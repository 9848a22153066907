//! Engine configuration, partition strategies, and validation errors.
//!
//! [`EngineConfig`] is the builder-input for constructing a
//! [`StepEngine`](crate::StepEngine). [`validate()`](EngineConfig::validate)
//! checks every structural invariant at startup so the step loop itself only
//! ever meets internal invariant violations, which are fatal assertions.

use std::error::Error;
use std::fmt;

use tilelife_core::{BitPlane, GridError};

use crate::rule::Rule;

// ── PartitionStrategy ──────────────────────────────────────────────

/// How the grid is cut into regions that fit the scratch buffer.
///
/// Every strategy produces the same next generation; they differ only in
/// how much scratch memory a step needs and how many regions it visits.
#[derive(Clone, Copy, Debug, PartialEq, Eq)]
pub enum PartitionStrategy {
    /// One region covering the whole grid: a full-size count matrix.
    Whole,
    /// Full-width horizontal bands `rows` tall, overlapping by one row.
    Strip {
        /// Band height including the shared row. At least 2.
        rows: u32,
    },
    /// Tiles `rows` by `cols`, overlapping by one row and one column.
    Block {
        /// Tile height including the shared row. At least 2.
        rows: u32,
        /// Tile width including the shared column. At least 2.
        cols: u32,
    },
    /// Tallest strip whose scratch fits in `scratch_bytes`, falling back to
    /// the largest square block when not even a two-row strip fits.
    Auto {
        /// Bytes available for the count matrix.
        scratch_bytes: usize,
    },
}

impl PartitionStrategy {
    /// Smallest scratch budget `Auto` accepts: one 2x2 tile.
    pub const MIN_SCRATCH_BYTES: usize = 4;

    /// Resolve `Auto` against a grid geometry and check extents.
    ///
    /// The result is never `Auto`.
    pub fn resolve(self, rows: u32, cols: u32) -> Result<Self, ConfigError> {
        match self {
            Self::Whole => Ok(Self::Whole),
            Self::Strip { rows: band } => {
                if band < 2 {
                    return Err(ConfigError::StripTooShort { rows: band });
                }
                Ok(self)
            }
            Self::Block {
                rows: tile_rows,
                cols: tile_cols,
            } => {
                if tile_rows < 2 || tile_cols < 2 {
                    return Err(ConfigError::BlockTooSmall {
                        rows: tile_rows,
                        cols: tile_cols,
                    });
                }
                Ok(self)
            }
            Self::Auto { scratch_bytes } => {
                let fit_rows = scratch_bytes / cols as usize;
                if fit_rows >= 2 || fit_rows >= rows as usize {
                    let band = fit_rows.clamp(2, rows.max(2) as usize) as u32;
                    return Ok(Self::Strip { rows: band });
                }
                let side = scratch_bytes.isqrt().min(u32::MAX as usize) as u32;
                if side < 2 {
                    return Err(ConfigError::ScratchBudgetTooSmall {
                        bytes: scratch_bytes,
                        minimum: Self::MIN_SCRATCH_BYTES,
                    });
                }
                Ok(Self::Block {
                    rows: side,
                    cols: side,
                })
            }
        }
    }
}

impl fmt::Display for PartitionStrategy {
    fn fmt(&self, f: &mut fmt::Formatter<'_>) -> fmt::Result {
        match self {
            Self::Whole => write!(f, "whole"),
            Self::Strip { rows } => write!(f, "strip({rows})"),
            Self::Block { rows, cols } => write!(f, "block({rows}x{cols})"),
            Self::Auto { scratch_bytes } => write!(f, "auto({scratch_bytes}B)"),
        }
    }
}

// ── ConfigError ────────────────────────────────────────────────────

/// Errors detected while validating an [`EngineConfig`] or adopting a plane.
#[derive(Clone, Debug, PartialEq, Eq)]
pub enum ConfigError {
    /// Grid dimensions are invalid.
    Grid(GridError),
    /// Strip bands must be at least two rows tall to make progress.
    StripTooShort {
        /// The configured band height.
        rows: u32,
    },
    /// Block tiles must be at least 2x2 to make progress.
    BlockTooSmall {
        /// The configured tile height.
        rows: u32,
        /// The configured tile width.
        cols: u32,
    },
    /// An `Auto` budget cannot hold even a 2x2 tile.
    ScratchBudgetTooSmall {
        /// The configured budget.
        bytes: usize,
        /// The smallest usable budget.
        minimum: usize,
    },
    /// A plane handed to the engine has different dimensions from the plan.
    GeometryMismatch {
        /// `(rows, cols)` the engine was built for.
        expected: (u32, u32),
        /// `(rows, cols)` of the supplied plane.
        found: (u32, u32),
    },
}

impl fmt::Display for ConfigError {
    fn fmt(&self, f: &mut fmt::Formatter<'_>) -> fmt::Result {
        match self {
            Self::Grid(e) => write!(f, "grid: {e}"),
            Self::StripTooShort { rows } => {
                write!(f, "strip height {rows} is below minimum of 2")
            }
            Self::BlockTooSmall { rows, cols } => {
                write!(f, "block {rows}x{cols} is below minimum of 2x2")
            }
            Self::ScratchBudgetTooSmall { bytes, minimum } => {
                write!(f, "scratch budget of {bytes} bytes is below minimum of {minimum}")
            }
            Self::GeometryMismatch { expected, found } => {
                write!(
                    f,
                    "plane is {}x{} but engine expects {}x{}",
                    found.0, found.1, expected.0, expected.1
                )
            }
        }
    }
}

impl Error for ConfigError {
    fn source(&self) -> Option<&(dyn Error + 'static)> {
        match self {
            Self::Grid(e) => Some(e),
            _ => None,
        }
    }
}

impl From<GridError> for ConfigError {
    fn from(e: GridError) -> Self {
        Self::Grid(e)
    }
}

// ── EngineConfig ───────────────────────────────────────────────────

/// Complete configuration for constructing a step engine.
///
/// The default matches the device: 96x64 monochrome screen
/// stepped in 8-row strips.
#[derive(Clone, Debug, PartialEq, Eq)]
pub struct EngineConfig {
    /// Grid height in cells.
    pub rows: u32,
    /// Grid width in cells.
    pub cols: u32,
    /// How the grid is partitioned for counting.
    pub strategy: PartitionStrategy,
    /// Birth/survival rule applied at commit.
    pub rule: Rule,
}

impl EngineConfig {
    /// Rows on the reference device screen.
    pub const DEVICE_ROWS: u32 = 64;
    /// Columns on the reference device screen.
    pub const DEVICE_COLS: u32 = 96;
    /// Band height used on the reference device.
    pub const DEVICE_STRIP_ROWS: u32 = 8;

    /// Configuration for a `rows x cols` grid with default strip partitioning.
    pub fn new(rows: u32, cols: u32) -> Self {
        Self {
            rows,
            cols,
            strategy: PartitionStrategy::Strip {
                rows: Self::DEVICE_STRIP_ROWS,
            },
            rule: Rule::conway(),
        }
    }

    /// Replace the partition strategy.
    pub fn with_strategy(mut self, strategy: PartitionStrategy) -> Self {
        self.strategy = strategy;
        self
    }

    /// Replace the rule.
    pub fn with_rule(mut self, rule: Rule) -> Self {
        self.rule = rule;
        self
    }

    /// Validate all structural invariants.
    pub fn validate(&self) -> Result<(), ConfigError> {
        self.resolved_strategy().map(|_| ())
    }

    /// Validate and return the concrete (non-`Auto`) strategy.
    pub fn resolved_strategy(&self) -> Result<PartitionStrategy, ConfigError> {
        // Dimension checks live with the plane so they cannot drift.
        if self.rows == 0 || self.cols == 0 {
            return Err(GridError::EmptyGrid.into());
        }
        for (name, value) in [("rows", self.rows), ("cols", self.cols)] {
            if value > BitPlane::MAX_DIM {
                return Err(GridError::DimensionTooLarge {
                    name,
                    value,
                    max: BitPlane::MAX_DIM,
                }
                .into());
            }
        }
        self.strategy.resolve(self.rows, self.cols)
    }
}

impl Default for EngineConfig {
    fn default() -> Self {
        Self::new(Self::DEVICE_ROWS, Self::DEVICE_COLS)
    }
}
○ ○ ○ ○ ○ ○ ○
**TASK BRIEF:** Write all of the records out again exactly.

**RESULT OF THIS EXERCISE:**
repository 9848a22153066907
//! Engine configuration, partition strategies, and validation errors.
//!
//! [`EngineConfig`] is the builder-input for constructing a
//! [`StepEngine`](crate::StepEngine). [`validate()`](EngineConfig::validate)
//! checks every structural invariant at startup so the step loop itself only
//! ever meets internal invariant violations, which are fatal assertions.

use std::error::Error;
use std::fmt;

use tilelife_core::{BitPlane, GridError};

use crate::rule::Rule;

// ── PartitionStrategy ──────────────────────────────────────────────

/// How the grid is cut into regions that fit the scratch buffer.
///
/// Every strategy produces the same next generation; they differ only in
/// how much scratch memory a step needs and how many regions it visits.
#[derive(Clone, Copy, Debug, PartialEq, Eq)]
pub enum PartitionStrategy {
    /// One region covering the whole grid: a full-size count matrix.
    Whole,
    /// Full-width horizontal bands `rows` tall, overlapping by one row.
    Strip {
        /// Band height including the shared row. At least 2.
        rows: u32,
    },
    /// Tiles `rows` by `cols`, overlapping by one row and one column.
    Block {
        /// Tile height including the shared row. At least 2.
        rows: u32,
        /// Tile width including the shared column. At least 2.
        cols: u32,
    },
    /// Tallest strip whose scratch fits in `scratch_bytes`, falling back to
    /// the largest square block when not even a two-row strip fits.
    Auto {
        /// Bytes available for the count matrix.
        scratch_bytes: usize,
    },
}

impl PartitionStrategy {
    /// Smallest scratch budget `Auto` accepts: one 2x2 tile.
    pub const MIN_SCRATCH_BYTES: usize = 4;

    /// Resolve `Auto` against a grid geometry and check extents.
    ///
    /// The result is never `Auto`.
    pub fn resolve(self, rows: u32, cols: u32) -> Result<Self, ConfigError> {
        match self {
            Self::Whole => Ok(Self::Whole),
            Self::Strip { rows: band } => {
                if band < 2 {
                    return Err(ConfigError::StripTooShort { rows: band });
                }
                Ok(self)
            }
            Self::Block {
                rows: tile_rows,
                cols: tile_cols,
            } => {
                if tile_rows < 2 || tile_cols < 2 {
                    return Err(ConfigError::BlockTooSmall {
                        rows: tile_rows,
                        cols: tile_cols,
                    });
                }
                Ok(self)
            }
            Self::Auto { scratch_bytes } => {
                let fit_rows = scratch_bytes / cols as usize;
                if fit_rows >= 2 || fit_rows >= rows as usize {
                    let band = fit_rows.clamp(2, rows.max(2) as usize) as u32;
                    return Ok(Self::Strip { rows: band });
                }
                let side = scratch_bytes.isqrt().min(u32::MAX as usize) as u32;
                if side < 2 {
                    return Err(ConfigError::ScratchBudgetTooSmall {
                        bytes: scratch_bytes,
                        minimum: Self::MIN_SCRATCH_BYTES,
                    });
                }
                Ok(Self::Block {
                    rows: side,
                    cols: side,
                })
            }
        }
    }
}

impl fmt::Display for PartitionStrategy {
    fn fmt(&self, f: &mut fmt::Formatter<'_>) -> fmt::Result {
        match self {
            Self::Whole => write!(f, "whole"),
            Self::Strip { rows } => write!(f, "strip({rows})"),
            Self::Block { rows, cols } => write!(f, "block({rows}x{cols})"),
            Self::Auto { scratch_bytes } => write!(f, "auto({scratch_bytes}B)"),
        }
    }
}

// ── ConfigError ────────────────────────────────────────────────────

/// Errors detected while validating an [`EngineConfig`] or adopting a plane.
#[derive(Clone, Debug, PartialEq, Eq)]
pub enum ConfigError {
    /// Grid dimensions are invalid.
    Grid(GridError),
    /// Strip bands must be at least two rows tall to make progress.
    StripTooShort {
        /// The configured band height.
        rows: u32,
    },
    /// Block tiles must be at least 2x2 to make progress.
    BlockTooSmall {
        /// The configured tile height.
        rows: u32,
        /// The configured tile width.
        cols: u32,
    },
    /// An `Auto` budget cannot hold even a 2x2 tile.
    ScratchBudgetTooSmall {
        /// The configured budget.
        bytes: usize,
        /// The smallest usable budget.
        minimum: usize,
    },
    /// A plane handed to the engine has different dimensions from the plan.
    GeometryMismatch {
        /// `(rows, cols)` the engine was built for.
        expected: (u32, u32),
        /// `(rows, cols)` of the supplied plane.
        found: (u32, u32),
    },
}

impl fmt::Display for ConfigError {
    fn fmt(&self, f: &mut fmt::Formatter<'_>) -> fmt::Result {
        match self {
            Self::Grid(e) => write!(f, "grid: {e}"),
            Self::StripTooShort { rows } => {
                write!(f, "strip height {rows} is below minimum of 2")
            }
            Self::BlockTooSmall { rows, cols } => {
                write!(f, "block {rows}x{cols} is below minimum of 2x2")
            }
            Self::ScratchBudgetTooSmall { bytes, minimum } => {
                write!(f, "scratch budget of {bytes} bytes is below minimum of {minimum}")
            }
            Self::GeometryMismatch { expected, found } => {
                write!(
                    f,
                    "plane is {}x{} but engine expects {}x{}",
                    found.0, found.1, expected.0, expected.1
                )
            }
        }
    }
}

impl Error for ConfigError {
    fn source(&self) -> Option<&(dyn Error + 'static)> {
        match self {
            Self::Grid(e) => Some(e),
            _ => None,
        }
    }
}

impl From<GridError> for ConfigError {
    fn from(e: GridError) -> Self {
        Self::Grid(e)
    }
}

// ── EngineConfig ───────────────────────────────────────────────────

/// Complete configuration for constructing a step engine.
///
/// The default matches the device: 96x64 monochrome screen
/// stepped in 8-row strips.
#[derive(Clone, Debug, PartialEq, Eq)]
pub struct EngineConfig {
    /// Grid height in cells.
    pub rows: u32,
    /// Grid width in cells.
    pub cols: u32,
    /// How the grid is partitioned for counting.
    pub strategy: PartitionStrategy,
    /// Birth/survival rule applied at commit.
    pub rule: Rule,
}

impl EngineConfig {
    /// Rows on the reference device screen.
    pub const DEVICE_ROWS: u32 = 64;
    /// Columns on the reference device screen.
    pub const DEVICE_COLS: u32 = 96;
    /// Band height used on the reference device.
    pub const DEVICE_STRIP_ROWS: u32 = 8;

    /// Configuration for a `rows x cols` grid with default strip partitioning.
    pub fn new(rows: u32, cols: u32) -> Self {
        Self {
            rows,
            cols,
            strategy: PartitionStrategy::Strip {
                rows: Self::DEVICE_STRIP_ROWS,
            },
            rule: Rule::conway(),
        }
    }

    /// Replace the partition strategy.
    pub fn with_strategy(mut self, strategy: PartitionStrategy) -> Self {
        self.strategy = strategy;
        self
    }

    /// Replace the rule.
    pub fn with_rule(mut self, rule: Rule) -> Self {
        self.rule = rule;
        self
    }

    /// Validate all structural invariants.
    pub fn validate(&self) -> Result<(), ConfigError> {
        self.resolved_strategy().map(|_| ())
    }

    /// Validate and return the concrete (non-`Auto`) strategy.
    pub fn resolved_strategy(&self) -> Result<PartitionStrategy, ConfigError> {
        // Dimension checks live with the plane so they cannot drift.
        if self.rows == 0 || self.cols == 0 {
            return Err(GridError::EmptyGrid.into());
        }
        for (name, value) in [("rows", self.rows), ("cols", self.cols)] {
            if value > BitPlane::MAX_DIM {
                return Err(GridError::DimensionTooLarge {
                    name,
                    value,
                    max: BitPlane::MAX_DIM,
                }
                .into());
            }
        }
        self.strategy.resolve(self.rows, self.cols)
    }
}

impl Default for EngineConfig {
    fn default() -> Self {
        Self::new(Self::DEVICE_ROWS, Self::DEVICE_COLS)
    }
}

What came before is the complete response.